Women with SCI are able to conceive, carry and deliver a baby; however, there is an increased frequency of complications during pregnancy, labour and delivery (Baker & Cardenas 1996; Jackson & Wadley 1999; Morton et al. 2013). Bladder problems, spasticity, pressure sores, autonomic dysreflexia and problems with mobility can pose a threat to the pregnant woman with SCI (Baker et al. 1992; Jackson & Wadley 1999; Skrowronski & Hartman 2008). Frequent and sometimes lengthy hospital admissions during pregnancy can occur due to these and other reasons (Skrowronski & Hartman 2008). Autonomic dysreflexia is aggressively managed using sublingual nifedipine or intramuscular clonidinen during labour, but pre-emptive epidural anaesthesia before or during labour is preferred: the latter can also be used in the postpartum period (Skrowronski & Hartman 2008). Difficulties exist because medications that lower blood pressure can potentially cause acute hypotension, which in turn may affect fetal bloodflow. Since labour can go undetected, regular monitoring of utuerine tone and cervical dilation and effacement is important (Skrowronski & Hartman 2008). Obstetric outcomes include higher rates of Caesarian-sections and increased incidence of low birth-weight babies (Jackson & Wadley 1999; Morton et al. 2013). Fewer women practice breastfeeding post-SCI (Jackson & Wadley 1999). Challenges with breastfeeding arise from autonomic dysreflexia, inhibition of the milk ejection reflex (i.e. above T7) and problems with infant handling (Cowley 2005, Skrowronski & Hartman 2008). In summary, a cohesive multidisciplinary team including obstetrics, physiatry, nursing, and occupational and physical therapy is essential throughout pregnancy, labour delivery, and the post-partum period.

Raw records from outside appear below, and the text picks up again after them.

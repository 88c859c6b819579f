//! HTTP access trait definitions.
//!
//! Resolvers never talk to `reqwest` directly. They build a [`FetchRequest`]
//! and hand it to an [`HttpClient`], which keeps the network seam mockable and
//! keeps timeouts and charset handling in one place.

use std::sync::Arc;
use std::time::Duration;

use async_trait::async_trait;

use crate::errors::AvailabilityError;
use crate::models::SourceId;

/// How the response body should be decoded.
#[derive(Debug, Clone, Copy, PartialEq, Eq, Default)]
pub enum Charset {
    /// Trust the `Content-Type` charset, falling back to UTF-8.
    #[default]
    Declared,
    /// Guess the encoding from the response bytes. For sources whose charset
    /// declarations are unreliable.
    Detect,
}

/// A single GET request.
#[derive(Debug, Clone)]
pub struct FetchRequest {
    /// Source on whose behalf the request is made. Used for errors and logs.
    pub source: SourceId,
    pub url: String,
    pub query: Vec<(String, String)>,
    pub headers: Vec<(String, String)>,
    /// Every request must carry a budget; there is no unbounded fetch.
    pub timeout: Duration,
    pub charset: Charset,
}

impl FetchRequest {
    pub fn get(source: SourceId, url: impl Into<String>, timeout: Duration) -> Self {
        Self {
            source,
            url: url.into(),
            query: Vec::new(),
            headers: Vec::new(),
            timeout,
            charset: Charset::Declared,
        }
    }

    pub fn query(mut self, name: impl Into<String>, value: impl Into<String>) -> Self {
        self.query.push((name.into(), value.into()));
        self
    }

    pub fn query_pairs<K, V>(mut self, pairs: impl IntoIterator<Item = (K, V)>) -> Self
    where
        K: Into<String>,
        V: Into<String>,
    {
        self.query
            .extend(pairs.into_iter().map(|(k, v)| (k.into(), v.into())));
        self
    }

    pub fn header(mut self, name: impl Into<String>, value: impl Into<String>) -> Self {
        self.headers.push((name.into(), value.into()));
        self
    }

    pub fn detect_charset(mut self) -> Self {
        self.charset = Charset::Detect;
        self
    }

    /// Value of a query parameter, if set.
    pub fn query_value(&self, name: &str) -> Option<&str> {
        self.query
            .iter()
            .find(|(k, _)| k == name)
            .map(|(_, v)| v.as_str())
    }
}

/// A decoded response.
///
/// Non-2xx answers are still responses: several sources serve their
/// "nothing found" pages with error codes.
#[derive(Debug, Clone, PartialEq, Eq)]
pub struct FetchResponse {
    pub status_code: u16,
    /// URL after redirects.
    pub final_url: String,
    pub body: String,
    /// Name of the encoding the body was decoded with.
    pub encoding: String,
}

/// Retry-free, timeout-bounded HTTP client.
#[async_trait]
pub trait HttpClient: Send + Sync {
    /// Perform a GET. Transport failures and timeouts are returned immediately.
    async fn fetch(&self, request: FetchRequest) -> Result<FetchResponse, AvailabilityError>;

    /// A client with its own cookie jar, for sources that must be primed
    /// before they accept a query. Sessions are never shared between resolvers.
    fn session(&self) -> Result<Arc<dyn HttpClient>, AvailabilityError>;
}
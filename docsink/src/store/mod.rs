//! Document store abstractions.
//!
//! The sink talks to its backing store only through [`StoreConnector`] and [`DocumentStore`].
//! Store drivers report writes as [`WriteAck`]s and transport failures as [`StoreError`]s;
//! interpreting them is left to [`crate::apply`].

mod ack;
mod base;
pub mod memory;

pub use ack::*;
pub use base::*;
//! Error types and result definitions for sink operations.
//!
//! [`SinkError`] carries an [`ErrorKind`] classification, a static description, optional dynamic
//! detail, an optional source and the callsite where it was created.
//!
//! Only session-level faults travel as [`SinkError`]. Per-event failures are data and are
//! reported through [`crate::report::ErrorReporter`] instead.

use std::backtrace::{Backtrace, BacktraceStatus};
use std::borrow::Cow;
use std::error;
use std::fmt;
use std::panic::Location;
use std::sync::Arc;

use docsink_config::shared::ValidationError;

use crate::store::{StoreError, StoreErrorCode};

/// Convenient result type for sink operations.
pub type SinkResult<T> = Result<T, SinkError>;

#[derive(Debug, Clone)]
struct ErrorPayload {
    kind: ErrorKind,
    description: Cow<'static, str>,
    detail: Option<Cow<'static, str>>,
    source: Option<Arc<dyn error::Error + Send + Sync>>,
    location: &'static Location<'static>,
    backtrace: Arc<Backtrace>,
}

/// Main error type of the sink.
#[derive(Debug, Clone)]
pub struct SinkError {
    payload: Box<ErrorPayload>,
}

/// Categories of errors raised by the sink.
#[derive(PartialEq, Eq, Copy, Clone, Debug, Hash)]
#[non_exhaustive]
pub enum ErrorKind {
    // Connection Errors
    DestinationConnectionFailed,

    // Query & Execution Errors
    DestinationQueryFailed,
    DestinationResetFailed,
    DestinationTableMissing,

    // Data Errors
    ValidationError,

    // Configuration Errors
    ConfigError,

    // State & Workflow Errors
    InvalidState,
    SinkWorkerPanic,
    SinkWorkerCancelled,

    // General Errors
    Unknown,
}

impl SinkError {
    /// Returns the [`ErrorKind`] of this error.
    pub fn kind(&self) -> ErrorKind {
        self.payload.kind
    }

    /// Returns the static description.
    pub fn description(&self) -> &str {
        self.payload.description.as_ref()
    }

    pub fn detail(&self) -> Option<&str> {
        self.payload.detail.as_deref()
    }

    /// Returns the backtrace captured when the error was created.
    pub fn backtrace(&self) -> &Backtrace {
        self.payload.backtrace.as_ref()
    }

    /// Returns the callsite where this error was created.
    pub fn location(&self) -> &'static Location<'static> {
        self.payload.location
    }

    /// Attaches an originating error, exposed through [`error::Error::source`].
    pub fn with_source<E>(mut self, source: E) -> Self
    where
        E: error::Error + Send + Sync + 'static,
    {
        self.payload.source = Some(Arc::new(source));
        self
    }

    #[track_caller]
    fn from_components(
        kind: ErrorKind,
        description: Cow<'static, str>,
        detail: Option<Cow<'static, str>>,
        source: Option<Arc<dyn error::Error + Send + Sync>>,
    ) -> Self {
        SinkError {
            payload: Box::new(ErrorPayload {
                kind,
                description,
                detail,
                source,
                location: Location::caller(),
                backtrace: Arc::new(Backtrace::capture()),
            }),
        }
    }
}

impl PartialEq for SinkError {
    fn eq(&self, other: &SinkError) -> bool {
        self.kind() == other.kind()
    }
}

impl fmt::Display for SinkError {
    fn fmt(&self, f: &mut fmt::Formatter<'_>) -> fmt::Result {
        let payload = &self.payload;
        let location = payload.location;
        write!(
            f,
            "[{:?}] {} @ {}:{}:{}",
            payload.kind,
            payload.description,
            location.file(),
            location.line(),
            location.column()
        )?;

        write_detail(payload.detail.as_deref(), f)?;
        write_backtrace(payload.backtrace.as_ref(), f)
    }
}

impl error::Error for SinkError {
    fn source(&self) -> Option<&(dyn error::Error + 'static)> {
        self.payload
            .source
            .as_ref()
            .map(|source| source as &(dyn error::Error + 'static))
    }
}

fn write_backtrace(backtrace: &Backtrace, f: &mut fmt::Formatter<'_>) -> fmt::Result {
    if backtrace.status() != BacktraceStatus::Captured {
        return Ok(());
    }

    let rendered = backtrace.to_string();

    write!(f, "\n  Backtrace:")?;
    for line in rendered.lines() {
        write!(f, "\n    {line}")?;
    }

    Ok(())
}

fn write_detail(detail: Option<&str>, f: &mut fmt::Formatter<'_>) -> fmt::Result {
    let Some(detail) = detail else {
        return Ok(());
    };

    if detail.trim().is_empty() {
        return write!(f, "\n  Detail: <empty>");
    }

    write!(f, "\n  Detail:")?;
    for line in detail.lines() {
        write!(f, "\n    {line}")?;
    }

    Ok(())
}

impl From<(ErrorKind, &'static str)> for SinkError {
    #[track_caller]
    fn from((kind, desc): (ErrorKind, &'static str)) -> SinkError {
        SinkError::from_components(kind, Cow::Borrowed(desc), None, None)
    }
}

impl<D> From<(ErrorKind, &'static str, D)> for SinkError
where
    D: Into<Cow<'static, str>>,
{
    #[track_caller]
    fn from((kind, desc, detail): (ErrorKind, &'static str, D)) -> SinkError {
        SinkError::from_components(kind, Cow::Borrowed(desc), Some(detail.into()), None)
    }
}

impl From<ValidationError> for SinkError {
    #[track_caller]
    fn from(err: ValidationError) -> SinkError {
        let detail = err.to_string();
        SinkError::from_components(
            ErrorKind::ConfigError,
            Cow::Borrowed("Sink configuration is invalid"),
            Some(Cow::Owned(detail)),
            Some(Arc::new(err)),
        )
    }
}

/// Maps a store error by its structured code, falling back to a generic query failure.
impl From<StoreError> for SinkError {
    #[track_caller]
    fn from(err: StoreError) -> SinkError {
        let (kind, description) = match err.code() {
            Some(StoreErrorCode::TableMissing) => {
                (ErrorKind::DestinationTableMissing, "Store collection missing")
            }
            Some(StoreErrorCode::ConnectionFailed) => (
                ErrorKind::DestinationConnectionFailed,
                "Store connection failed",
            ),
            _ => (ErrorKind::DestinationQueryFailed, "Store operation failed"),
        };

        let detail = err.to_string();
        SinkError::from_components(
            kind,
            Cow::Borrowed(description),
            Some(Cow::Owned(detail)),
            Some(Arc::new(err)),
        )
    }
}

#[cfg(test)]
mod tests {
    use std::error::Error;

    use super::*;
    use crate::{bail, sink_error};

    #[test]
    fn single_error_renders_kind_description_and_detail() {
        let err = sink_error!(
            ErrorKind::InvalidState,
            "Sink is not listening",
            "adaptor docsink"
        );

        let rendered = err.to_string();
        assert!(rendered.starts_with("[InvalidState] Sink is not listening @ "));
        assert!(rendered.contains("Detail:\n    adaptor docsink"));
        assert_eq!(err.detail(), Some("adaptor docsink"));
        assert_eq!(err.description(), "Sink is not listening");
    }

    #[test]
    fn source_is_exposed() {
        let err = sink_error!(
            ErrorKind::DestinationConnectionFailed,
            "Failed to connect to the document store",
            source: StoreError::new(StoreErrorCode::ConnectionFailed, "connection refused")
        );

        assert_eq!(
            err.source().map(|source| source.to_string()),
            Some("connection refused".to_owned())
        );
        assert_eq!(err.detail(), None);
    }

    #[test]
    fn store_errors_map_by_code() {
        let missing: SinkError =
            StoreError::new(StoreErrorCode::TableMissing, "Table `db.docs` does not exist.").into();
        let conflict: SinkError =
            StoreError::new(StoreErrorCode::DuplicatePrimaryKey, "Duplicate primary key `id`")
                .into();
        let uncoded: SinkError = StoreError::message("connection reset by peer").into();

        assert_eq!(missing.kind(), ErrorKind::DestinationTableMissing);
        assert_eq!(conflict.kind(), ErrorKind::DestinationQueryFailed);
        assert_eq!(uncoded.kind(), ErrorKind::DestinationQueryFailed);
        assert_eq!(uncoded.detail(), Some("connection reset by peer"));
    }

    #[test]
    fn bail_returns_early() {
        fn fails() -> SinkResult<()> {
            bail!(ErrorKind::ValidationError, "Collection name is empty");
        }

        assert_eq!(fails().unwrap_err().kind(), ErrorKind::ValidationError);
    }
}
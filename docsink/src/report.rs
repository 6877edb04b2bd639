use std::fmt;

use serde::Serialize;
use serde_json::Value;
use thiserror::Error;
use tokio::sync::mpsc;
use tracing::warn;

/// Severity of an [`AdaptorError`].
#[derive(Debug, Clone, Copy, PartialEq, Eq, PartialOrd, Ord, Hash, Serialize)]
#[serde(rename_all = "snake_case")]
pub enum Severity {
    Notice,
    Warning,
    Error,
    /// The adaptor cannot continue, e.g. the store is unreachable at startup.
    Critical,
}

impl fmt::Display for Severity {
    fn fmt(&self, f: &mut fmt::Formatter<'_>) -> fmt::Result {
        match self {
            Severity::Notice => f.write_str("notice"),
            Severity::Warning => f.write_str("warning"),
            Severity::Error => f.write_str("error"),
            Severity::Critical => f.write_str("critical"),
        }
    }
}

/// Structured error record pushed onto the error channel.
///
/// Records are data, not control flow: the sink keeps processing events after emitting one. The
/// offending payload is attached so that an operator can replay or discard the event.
#[derive(Debug, Clone, PartialEq, Error, Serialize)]
#[error("{severity} in {path}: {message}")]
pub struct AdaptorError {
    pub severity: Severity,
    /// Identifier of the adaptor instance that emitted the record.
    pub path: String,
    pub message: String,
    pub record: Option<Value>,
}

pub type ErrorTx = mpsc::UnboundedSender<AdaptorError>;

pub type ErrorRx = mpsc::UnboundedReceiver<AdaptorError>;

/// Creates the channel on which adaptors report [`AdaptorError`]s.
pub fn create_error_channel() -> (ErrorTx, ErrorRx) {
    mpsc::unbounded_channel()
}

/// Sending half of the error channel, bound to an adaptor path.
#[derive(Debug, Clone)]
pub struct ErrorReporter {
    path: String,
    tx: ErrorTx,
}

impl ErrorReporter {
    pub fn new(path: impl Into<String>, tx: ErrorTx) -> Self {
        Self {
            path: path.into(),
            tx,
        }
    }

    pub fn path(&self) -> &str {
        &self.path
    }

    /// Emits a record. A closed channel is logged and otherwise ignored, since there is nobody
    /// left to act on the record.
    pub fn report(&self, severity: Severity, message: impl Into<String>, record: Option<Value>) {
        let error = AdaptorError {
            severity,
            path: self.path.clone(),
            message: message.into(),
            record,
        };

        if let Err(err) = self.tx.send(error) {
            warn!(
                path = %self.path,
                error = %err.0,
                "error channel is closed, dropping error record"
            );
        }
    }

    /// Emits an [`Severity::Error`] record carrying the offending payload.
    pub fn error(&self, message: impl Into<String>, record: Value) {
        self.report(Severity::Error, message, Some(record));
    }

    /// Emits a [`Severity::Critical`] record without a payload.
    pub fn critical(&self, message: impl Into<String>) {
        self.report(Severity::Critical, message, None);
    }
}
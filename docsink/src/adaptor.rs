use docsink_config::shared::SinkConfig;
use tokio::sync::mpsc;
use tracing::{debug, info};

use crate::apply::OperationApplier;
use crate::bail;
use crate::concurrency::shutdown::{ShutdownTx, create_shutdown_channel};
use crate::error::{ErrorKind, SinkError, SinkResult};
use crate::report::{ErrorReporter, ErrorTx};
use crate::session::{Session, SessionOptions};
use crate::store::StoreConnector;
use crate::types::ChangeEvent;
use crate::workers::sink::{ApplyStats, SinkWorker, SinkWorkerHandle};

#[derive(Debug)]
enum AdaptorState {
    NotStarted,
    Started { worker: SinkWorkerHandle },
}

/// Sink adaptor writing a stream of change events into one collection of a document store.
///
/// [`SinkAdaptor::listen`] opens the session (emptying the target collection) and spawns the
/// sink worker; [`SinkAdaptor::wait`] waits for the worker to drain the stream. The adaptor
/// cannot act as a source.
#[derive(Debug)]
pub struct SinkAdaptor<K> {
    path: String,
    connector: K,
    options: SessionOptions,
    reporter: ErrorReporter,
    state: AdaptorState,
    shutdown_tx: ShutdownTx,
}

impl<K> SinkAdaptor<K>
where
    K: StoreConnector,
{
    pub fn new(
        path: impl Into<String>,
        connector: K,
        options: SessionOptions,
        errors_tx: ErrorTx,
    ) -> Self {
        let path = path.into();
        // Receivers are created on demand with `subscribe`.
        let (shutdown_tx, _) = create_shutdown_channel();

        Self {
            reporter: ErrorReporter::new(path.clone(), errors_tx),
            path,
            connector,
            options,
            state: AdaptorState::NotStarted,
            shutdown_tx,
        }
    }

    /// Creates an adaptor from a validated sink configuration.
    pub fn from_config(
        path: impl Into<String>,
        connector: K,
        config: &SinkConfig,
        errors_tx: ErrorTx,
    ) -> SinkResult<Self> {
        let options = SessionOptions::from_config(config)?;

        Ok(Self::new(path, connector, options, errors_tx))
    }

    pub fn path(&self) -> &str {
        &self.path
    }

    pub fn shutdown_tx(&self) -> ShutdownTx {
        self.shutdown_tx.clone()
    }

    /// Returns a reporter bound to the error channel of this adaptor.
    pub fn reporter(&self) -> ErrorReporter {
        self.reporter.clone()
    }

    /// Always fails: a document sink only consumes events.
    pub fn start_source(&self) -> SinkResult<()> {
        bail!(
            ErrorKind::InvalidState,
            "Adaptor cannot be started as a source",
            "document sink can't function as a source"
        );
    }

    /// Opens the session and starts applying the events received on `events_rx`.
    ///
    /// Opening the session empties the target collection. A failure to open it is also reported
    /// on the error channel with [`crate::report::Severity::Critical`].
    pub async fn listen(&mut self, events_rx: mpsc::Receiver<ChangeEvent>) -> SinkResult<()> {
        if let AdaptorState::Started { .. } = self.state {
            bail!(
                ErrorKind::InvalidState,
                "Adaptor is already listening",
                format!("The adaptor `{}` was already started", self.path)
            );
        }

        info!(
            path = %self.path,
            database = %self.options.database,
            collection = %self.options.collection,
            "starting document sink"
        );

        let session = match Session::open(&self.connector, self.options.clone()).await {
            Ok(session) => session,
            Err(err) => {
                self.reporter.critical(critical_message(&err));
                return Err(err);
            }
        };

        let applier = OperationApplier::new(self.reporter.clone());
        let worker = SinkWorker::new(
            self.path.clone(),
            session,
            applier,
            events_rx,
            self.shutdown_tx.subscribe(),
        )
        .spawn();

        self.state = AdaptorState::Started { worker };

        Ok(())
    }

    /// Waits for the sink worker to stop and returns the stats of its run.
    pub async fn wait(self) -> SinkResult<ApplyStats> {
        let AdaptorState::Started { worker } = self.state else {
            info!("document sink was not started, nothing to wait for");

            return Ok(ApplyStats::default());
        };

        info!("waiting for sink worker to complete");

        worker.wait().await
    }

    /// Requests the sink worker to stop after the event it is applying.
    ///
    /// Returns `false` when no worker is running, either because the adaptor was never started
    /// or because the worker already exited.
    pub fn stop(&self) -> bool {
        info!("trying to stop the document sink");

        if self.shutdown_tx.shutdown().is_err() {
            debug!("sink worker is not running, no shutdown signal sent");
            return false;
        }

        info!("shutdown signal successfully sent to the sink worker");
        true
    }

    pub async fn shutdown_and_wait(self) -> SinkResult<ApplyStats> {
        self.stop();
        self.wait().await
    }
}

fn critical_message(err: &SinkError) -> String {
    let description = err.description();

    match (err.kind(), err.detail()) {
        (ErrorKind::DestinationConnectionFailed, Some(detail)) => {
            format!("unable to connect: {detail}")
        }
        (_, Some(detail)) => format!("{description}: {detail}"),
        (_, None) => description.to_owned(),
    }
}

#[cfg(test)]
mod tests {
    use super::*;
    use crate::report::create_error_channel;
    use crate::store::memory::MemoryStore;

    fn adaptor(errors_tx: ErrorTx) -> SinkAdaptor<MemoryStore> {
        SinkAdaptor::new(
            "docsink",
            MemoryStore::new(),
            SessionOptions::new("localhost:28015", "db", "docs"),
            errors_tx,
        )
    }

    #[test]
    fn adaptor_cannot_be_a_source() {
        let (errors_tx, _errors_rx) = create_error_channel();

        let err = adaptor(errors_tx).start_source().unwrap_err();

        assert_eq!(err.kind(), ErrorKind::InvalidState);
        assert_eq!(err.detail(), Some("document sink can't function as a source"));
    }

    #[tokio::test]
    async fn waiting_on_unstarted_adaptor_is_a_noop() {
        let (errors_tx, _errors_rx) = create_error_channel();

        let stats = adaptor(errors_tx).wait().await.unwrap();

        assert_eq!(stats, ApplyStats::default());
    }

    #[tokio::test]
    async fn listening_twice_is_rejected() {
        let (errors_tx, _errors_rx) = create_error_channel();
        let mut adaptor = adaptor(errors_tx);
        let (_first_tx, first_rx) = mpsc::channel(1);
        let (_second_tx, second_rx) = mpsc::channel(1);

        adaptor.listen(first_rx).await.unwrap();
        let err = adaptor.listen(second_rx).await.unwrap_err();

        assert_eq!(err.kind(), ErrorKind::InvalidState);
        adaptor.shutdown_and_wait().await.unwrap();
    }

    #[tokio::test]
    async fn stop_reports_whether_a_worker_was_signalled() {
        let (errors_tx, _errors_rx) = create_error_channel();
        let mut adaptor = adaptor(errors_tx);

        assert!(!adaptor.stop());

        let (_events_tx, events_rx) = mpsc::channel(1);
        adaptor.listen(events_rx).await.unwrap();

        assert!(adaptor.stop());
        adaptor.wait().await.unwrap();
    }

    #[test]
    fn invalid_namespace_is_rejected_by_from_config() {
        let (errors_tx, _errors_rx) = create_error_channel();
        let config = SinkConfig::new("memory://localhost", "nodot");

        let err = SinkAdaptor::from_config("docsink", MemoryStore::new(), &config, errors_tx)
            .unwrap_err();

        assert_eq!(err.kind(), ErrorKind::ConfigError);
    }
}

The below section is presented with tables in full in the Autonomic Dysreflexia chapter (see section on Prevention of AD during Pregnancy and Labour), but is presented in condensed form here.
In North America, women represent a third of the SCI population (Ackery et al. 2004). Approximately 3,000 American women of childbearing age are affected by SCI (Cross et al. 1992). The ability of women to have children is not usually affected once their menstrual cycle resumes (Jackson & Wadley 1999). There are increasing numbers of women with SCI who have healthy babies (Cross et al. 1992). However, during labor and delivery, women with SCI are at high risk of developing uncontrolled AD (Sipski 1991; Sipski & Arenas 2006).
Recognition and prevention of this life threatening emergency is critical for managing labour in women with SCI (McGregor & Meeuwsen 1985). The majority of women with SCI above T10 experience uterine contractions with only abdominal discomfort, an increase in spasticity and AD (Hughes et al. 1991). Numerous observational studies, case reports and expert opinions recommend adequate anesthesia in women with SCI during labor and delivery despite the apparent lack of sensation. However, there are only five studies (n=54) (Ravindran et al. 1981; Hughes et al. 1991; Cross et al. 1991; Cross et al. 1992; Skowronski & Hartman 2008) with observational evidence recording the management specific to AD during labour. The American College of Obstetrics and Gynecology emphasized that it is important that obstetricians caring for these patients be aware of the specific problems related to SCI (American College of Obstetrics and Gynecology 2002).
There is level 4 evidence (Skowronsky and Hartman 2008) that women with SCI may give birth vaginally. With vaginal delivery or when Cesarean delivery or instrumental delivery is indicated, adequate anesthesia (spinal or epidural if possible) is needed to reduce the episodes of AD associated with birth.
There is level 4 and 5 evidence (from 2 case series and 2 observational studies) (Cross et al. 1992; Hughes et al. 1991; Cross et al. 1991; Showronski and Hartman 2008) that epidural anesthesia is preferred and effective for most patients with AD during labour and delivery.